Figure 3 provides a more intuitive view of the performance comparisons among the models. As can be seen from Fig. 3, the proposed LRMR-Ri method is superior to the other four methods, Lasso, Ridge, Mic and Relief for the prediction of antifreeze proteins. Therefore, it can be reasonably concluded that redundant features and local optimal or sub-optimal feature subsets are screened out to a great extent and a more effective feature subset is extracted by LRMR-Ri method.
Prediction of membrane protein types by LRMR-Ri method
The prediction of these antifreeze proteins mentioned above is a binary classification problem, but membrane protein prediction belongs to the multi-classification problem. In order to verify the conclusion that the proposed method (and the fusion coefficient α of W-GdipC is still 0.8) is also effective to the multi- classification prediction, we carried out the related comparison experiment. The average PE, RE, F-Measure of eight categories and the overall ACC and MCC of membrane proteins are calculated based on different feature selection methods and different models, whose values are shown in Table 2.
In Table 2, the ACC of the proposed LRMR-Ri method can reach as high as 80.15% based on SGD algorithm, around 9% higher than of Lasso. As far as ACC and MCC values are concerned, the performance of LRMR-Ri on membrane protein dataset is still better than that of the other four feature extraction methods no matter with which model. For the indexes of PE, RE and F-Measure, the performance of LRMR-Ri is generally average.
Figure 4 shows the evaluation of eight categories of membrane proteins by three different classification algorithms, DT, SVM and SGD with different indexes. No Three classification algorithms consistently suggested that, some indexes of categories 3 or 4 are 0, which intuitively reflects that the values of TP and FP of some categories are both zero in the process of prediction, indicating that those categories have not been recognized. This is due to the much too small number of samples in these two categories (only 30 sequences in category 3 and 56 sequences in category 4), whose training subsets are 24 and 44, respectively, resulting in poor learning results. On the contrary, the indicator values of category 5 (including 4581 sequences) are greater than 0.8 and higher than those of all other categories, showing that the more samples trained for the classification are, the better the prediction effect will be.
Figure 5 gives the overall prediction results of membrane protein types with ACC and MCC by three classification algorithms DT, SVM and SGD based on five feature selection methods. Even though there still exist 0 values of the predicted PE, RE or F-Measure for certain categories with small sample sizes, the overall accuracy and Matthew correlation coefficient of LRMR-Ri are relatively good among all, which verifies certain effectiveness of the proposed method in the multi-classification of membrane proteins.
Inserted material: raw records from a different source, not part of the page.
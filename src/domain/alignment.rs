//! Cross-series date alignment.
//!
//! Several per-ticker series are joined on date with an inner join: a date
//! survives only when every series has an observation for it. Nothing is
//! forward-filled.

use crate::domain::error::RiskError;
use crate::domain::ohlcv::PriceSeries;
use crate::domain::returns::ReturnSeries;
use chrono::NaiveDate;
use std::collections::{BTreeMap, BTreeSet};
use tracing::debug;

/// Minimum number of shared dates for a usable alignment.
pub const MIN_ALIGNED_DATES: usize = 2;

/// Column-major panel of per-ticker values on a shared date axis.
///
/// Tickers are held in ascending order; every column has one value per date.
#[derive(Debug, Clone, PartialEq)]
pub struct AlignedSet {
    tickers: Vec<String>,
    dates: Vec<NaiveDate>,
    columns: Vec<Vec<f64>>,
}

/// Aligned return panel consumed by the correlation engine and the portfolio aggregator.
pub type AlignedReturnSet = AlignedSet;

impl AlignedSet {
    pub fn tickers(&self) -> &[String] {
        &self.tickers
    }

    pub fn dates(&self) -> &[NaiveDate] {
        &self.dates
    }

    pub fn columns(&self) -> &[Vec<f64>] {
        &self.columns
    }

    pub fn column(&self, ticker: &str) -> Option<&[f64]> {
        self.tickers
            .iter()
            .position(|t| t == ticker)
            .map(|i| self.columns[i].as_slice())
    }

    /// Number of shared dates.
    pub fn len(&self) -> usize {
        self.dates.len()
    }

    pub fn is_empty(&self) -> bool {
        self.dates.is_empty()
    }

    pub fn date_range(&self) -> Option<(NaiveDate, NaiveDate)> {
        Some((*self.dates.first()?, *self.dates.last()?))
    }
}

pub fn align_returns(series: &BTreeMap<String, ReturnSeries>) -> Result<AlignedReturnSet, RiskError> {
    let inputs = series
        .iter()
        .map(|(ticker, r)| {
            let points = r.points.iter().map(|p| (p.date, p.value)).collect();
            (ticker.as_str(), points)
        })
        .collect();
    intersect(inputs)
}

pub fn align_closes(series: &BTreeMap<String, PriceSeries>) -> Result<AlignedSet, RiskError> {
    let inputs = series
        .iter()
        .map(|(ticker, p)| {
            let points = p.records().iter().map(|r| (r.date, r.close)).collect();
            (ticker.as_str(), points)
        })
        .collect();
    intersect(inputs)
}

fn intersect(inputs: Vec<(&str, Vec<(NaiveDate, f64)>)>) -> Result<AlignedSet, RiskError> {
    if inputs.is_empty() {
        return Err(RiskError::invalid_parameter(
            "tickers",
            "at least one series is required for alignment",
        ));
    }

    for (ticker, points) in &inputs {
        if let Some(pair) = points.windows(2).find(|w| w[1].0 <= w[0].0) {
            return Err(RiskError::invalid_data(format!(
                "{ticker}: dates not strictly increasing at {} -> {}",
                pair[0].0, pair[1].0
            )));
        }
    }

    let mut shared: BTreeSet<NaiveDate> = inputs[0].1.iter().map(|(d, _)| *d).collect();
    for (_, points) in &inputs[1..] {
        let dates: BTreeSet<NaiveDate> = points.iter().map(|(d, _)| *d).collect();
        shared.retain(|d| dates.contains(d));
    }

    if shared.len() < MIN_ALIGNED_DATES {
        let names: Vec<&str> = inputs.iter().map(|(t, _)| *t).collect();
        return Err(RiskError::insufficient(
            format!("overlapping dates across {}", names.join(",")),
            shared.len(),
            MIN_ALIGNED_DATES,
        ));
    }

    let mut tickers = Vec::with_capacity(inputs.len());
    let mut columns = Vec::with_capacity(inputs.len());
    for (ticker, points) in inputs {
        let column: Vec<f64> = points
            .into_iter()
            .filter(|(d, _)| shared.contains(d))
            .map(|(_, v)| v)
            .collect();
        tickers.push(ticker.to_string());
        columns.push(column);
    }

    debug!(
        tickers = tickers.len(),
        dates = shared.len(),
        "aligned series on shared dates"
    );

    Ok(AlignedSet {
        tickers,
        dates: shared.into_iter().collect(),
        columns,
    })
}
Comparison of antifreeze proteins with other machine learning methods
We compare the method proposed in this paper with the other three classifiers that also predict the antifreeze proteins by machine learning methods. The three methods are: AFP-Pred [26], AFP-PseAAC [28], TargetFreeze [30]. It can be seen from Table 3 that although the prediction performance of W-GDipC combined with multi-regression feature selection ensemble method using SVM as classifier is not good, but the prediction performance of SGD and DT as classifiers is better than other methods. And the prediction performance of DT as the classifier is the best, MCC and ACC are 0.158 and 7.9% higher than the AFP-Pred method, respectively. The poor prediction performance of using SVM as a classifier may be due to the small number of samples in the dataset we use. Comparison of antifreeze proteins with other machine learning methods shown in Table 3.
Conclusion
In this work, we proposed a new feature representation method and a new feature selection method for predicting the antifreeze proteins, W- GDipC and LRMR-Ri. As far as W-GDipC, it uses a linear weighted fusion of GDipC and DipC. When the fusion coefficient is 0.8, the overall prediction effect is the best. The average accuracy of five-fold cross-validation of W-GDipC based on SVM, DT and SGD is 88.41%, 91.33% andis 88.41%, 91.33% and 91.10%, respectively. The average Matthew correlation coefficients are 0.7704, 0.8254 and 0.8239 respectively. The results show that the cross-validation results of W-GDipC in three classifiers are superior to two single feature expression methods. Then the LRMR-Ri method was used to select the features of high-dimensional antifreeze proteins. LRMR-Ri method constructs classification models based on DT, SVM, and SGD classification algorithms on antifreeze proteins dataset, and achieves ACC of 93.21%, 95.56% and 90.53% respectively in five-fold cross-validation. For each single feature method that makes up of the proposed LRMR-Ri & W-GDipC method was used as the comparison method. The experimental results show that the proposed LRMR-Ri and W-GDipC method can significantly improve the accuracy of antifreeze proteins prediction compared with these single feature methods. Moreover, the method achieves ACC of 79.83%, 72.57% and 80.15% respectively on membrane protein dataset based on DT, SVM and SGD classification algorithms.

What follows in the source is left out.